I had previously made a great cupcake base from my St. Patrick’s Day Cupcakes. I used this base, and then made my own homemade frosting (in 2 parts). The actual cupcake is gluten free and paleo! They are really delicious, although not salted caramel… I’ll be working on that (stay tuned).
Ingredients
- for the cupcakes:
- 1/2 cup coconut flour
- 4 eggs
- 1/2 teaspoon baking soda
- 1/4 cup non dairy yogurt (I used so delicious, greek yogurt)
- 3 tablespoons coconut oil, melted
- 1/4 cup raw honey, softened
- 1 tablespoon vanilla extract
- for the frosting:
- 1/2 cup enjoy life chocolate chips
- 1/4 cup coconut oil
- 1 tablespoon vanilla
- 1 tablespoon honey
- 1 tablespoon almond butter
- for the caramel drizzle:
- 1 cup coconut milk
- 1/4 cup honey
- 1/4 cup coconut sugar
- 1 teaspoon vanilla
- 1/2 teaspoon salt
- 1 tablespoon coconut oil
Instructions
- for the cupcakes:
- Preheat the oven to 350 degrees.
- Place all cupcake ingredients in a food processor or blender and buzz until smooth
- Line cupcake pan with cupcake liners or grease with coconut oil
- Distribute batter equally among each cupcake liner
- Place in oven for 20 minutes (or until a cake tester/knife comes out clean)
- for the frosting
- melt chocolate chips for 30 seconds in the microwave (keep trying another 30 seconds or so until they are softened enough to be mixed in with the other ingredients)
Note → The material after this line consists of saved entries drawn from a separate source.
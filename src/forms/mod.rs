//! Edit forms for cities and countries, plus the per-field state tracked
//! while a user works on them.

use std::collections::BTreeMap;

use thiserror::Error;
use validator::ValidationErrors;

use crate::domain::types::TypeConstraintError;
use crate::domain::validation::Verdict;

pub mod city;
pub mod country;

#[derive(Debug, Error)]
/// Errors that can occur when processing form data.
pub enum FormError {
    #[error("validation errors: {0}")]
    Validation(#[from] ValidationErrors),

    #[error("invalid country id")]
    InvalidCountryId,

    #[error(transparent)]
    Constraint(#[from] TypeConstraintError),
}

/// Aggregate state of a form.
#[derive(Clone, Copy, Debug, PartialEq, Eq)]
pub enum FormStatus {
    Valid,
    Invalid,
    /// At least one uniqueness check is outstanding.
    Pending,
}

#[derive(Clone, Debug, Default)]
struct FieldState {
    touched: bool,
    dirty: bool,
    invalid: bool,
    verdict: Option<Verdict>,
}

impl FieldState {
    fn is_invalid(&self) -> bool {
        self.invalid || self.verdict.as_ref().is_some_and(Verdict::is_duplicate)
    }

    fn is_pending(&self) -> bool {
        self.verdict.as_ref().is_some_and(Verdict::is_pending)
    }
}

/// Tracks user interaction and validity per field.
///
/// Local rule violations and `Duplicate` verdicts make a field invalid. A
/// `Pending` verdict makes it neither valid nor invalid. `Failed` verdicts
/// are inconclusive and ignored.
#[derive(Clone, Debug, Default)]
pub struct FormState {
    fields: BTreeMap<String, FieldState>,
}

impl FormState {
    pub fn new<'a>(fields: impl IntoIterator<Item = &'a str>) -> Self {
        Self {
            fields: fields
                .into_iter()
                .map(|name| (name.to_string(), FieldState::default()))
                .collect(),
        }
    }

    fn field_mut(&mut self, name: &str) -> &mut FieldState {
        self.fields.entry(name.to_string()).or_default()
    }

    pub fn touch(&mut self, name: &str) {
        self.field_mut(name).touched = true;
    }

    pub fn mark_dirty(&mut self, name: &str) {
        self.field_mut(name).dirty = true;
    }

    /// Replaces the local validation outcome of every field with `errors`.
    pub fn apply_local(&mut self, errors: Option<&ValidationErrors>) {
        let failing = errors.map(ValidationErrors::field_errors).unwrap_or_default();
        for (name, field) in &mut self.fields {
            field.invalid = failing.contains_key(name.as_str());
        }
        for name in failing.keys() {
            self.field_mut(name).invalid = true;
        }
    }

    pub fn set_verdict(&mut self, name: &str, verdict: Verdict) {
        self.field_mut(name).verdict = Some(verdict);
    }

    pub fn verdict(&self, name: &str) -> Option<&Verdict> {
        self.fields.get(name).and_then(|field| field.verdict.as_ref())
    }

    pub fn is_valid(&self, name: &str) -> bool {
        self.fields
            .get(name)
            .is_some_and(|field| !field.is_invalid() && !field.is_pending())
    }

    /// Whether the user has edited or visited the field.
    pub fn is_changed(&self, name: &str) -> bool {
        self.fields
            .get(name)
            .is_some_and(|field| field.touched || field.dirty)
    }

    /// Whether the field should display an error.
    pub fn has_error(&self, name: &str) -> bool {
        self.is_changed(name) && self.fields.get(name).is_some_and(FieldState::is_invalid)
    }

    pub fn status(&self) -> FormStatus {
        if self.fields.values().any(FieldState::is_invalid) {
            FormStatus::Invalid
        } else if self.fields.values().any(FieldState::is_pending) {
            FormStatus::Pending
        } else {
            FormStatus::Valid
        }
    }

    pub fn is_submittable(&self) -> bool {
        self.status() == FormStatus::Valid
    }
}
- mix all ingredients in a bowl until well combined
- once caramel drizzle is done, mix half into the frosting and place in refrigerator until the frosting becomes thick
- frost cupcakes generously
- for the caramel drizzle
- mix all ingredients in a bowl until well combined
- drizzle over cupcakes once frosted
Christina Wright says
Did you forget to include chocolate? Maybe it’s just me, but I’m not seeing it.-lol
Meg says
Yes! pregnancy brain! I just fixed it!! sorry!!
Tara says
These look amazing! However, just wonder….where’s the chocolate in the recipe??
Meg says
Apparently pregnancy brain is really starting to get to me Tara! Yes, I did forget to include the 1/2 cup of enjoy life chocolate chips! Sorry!!!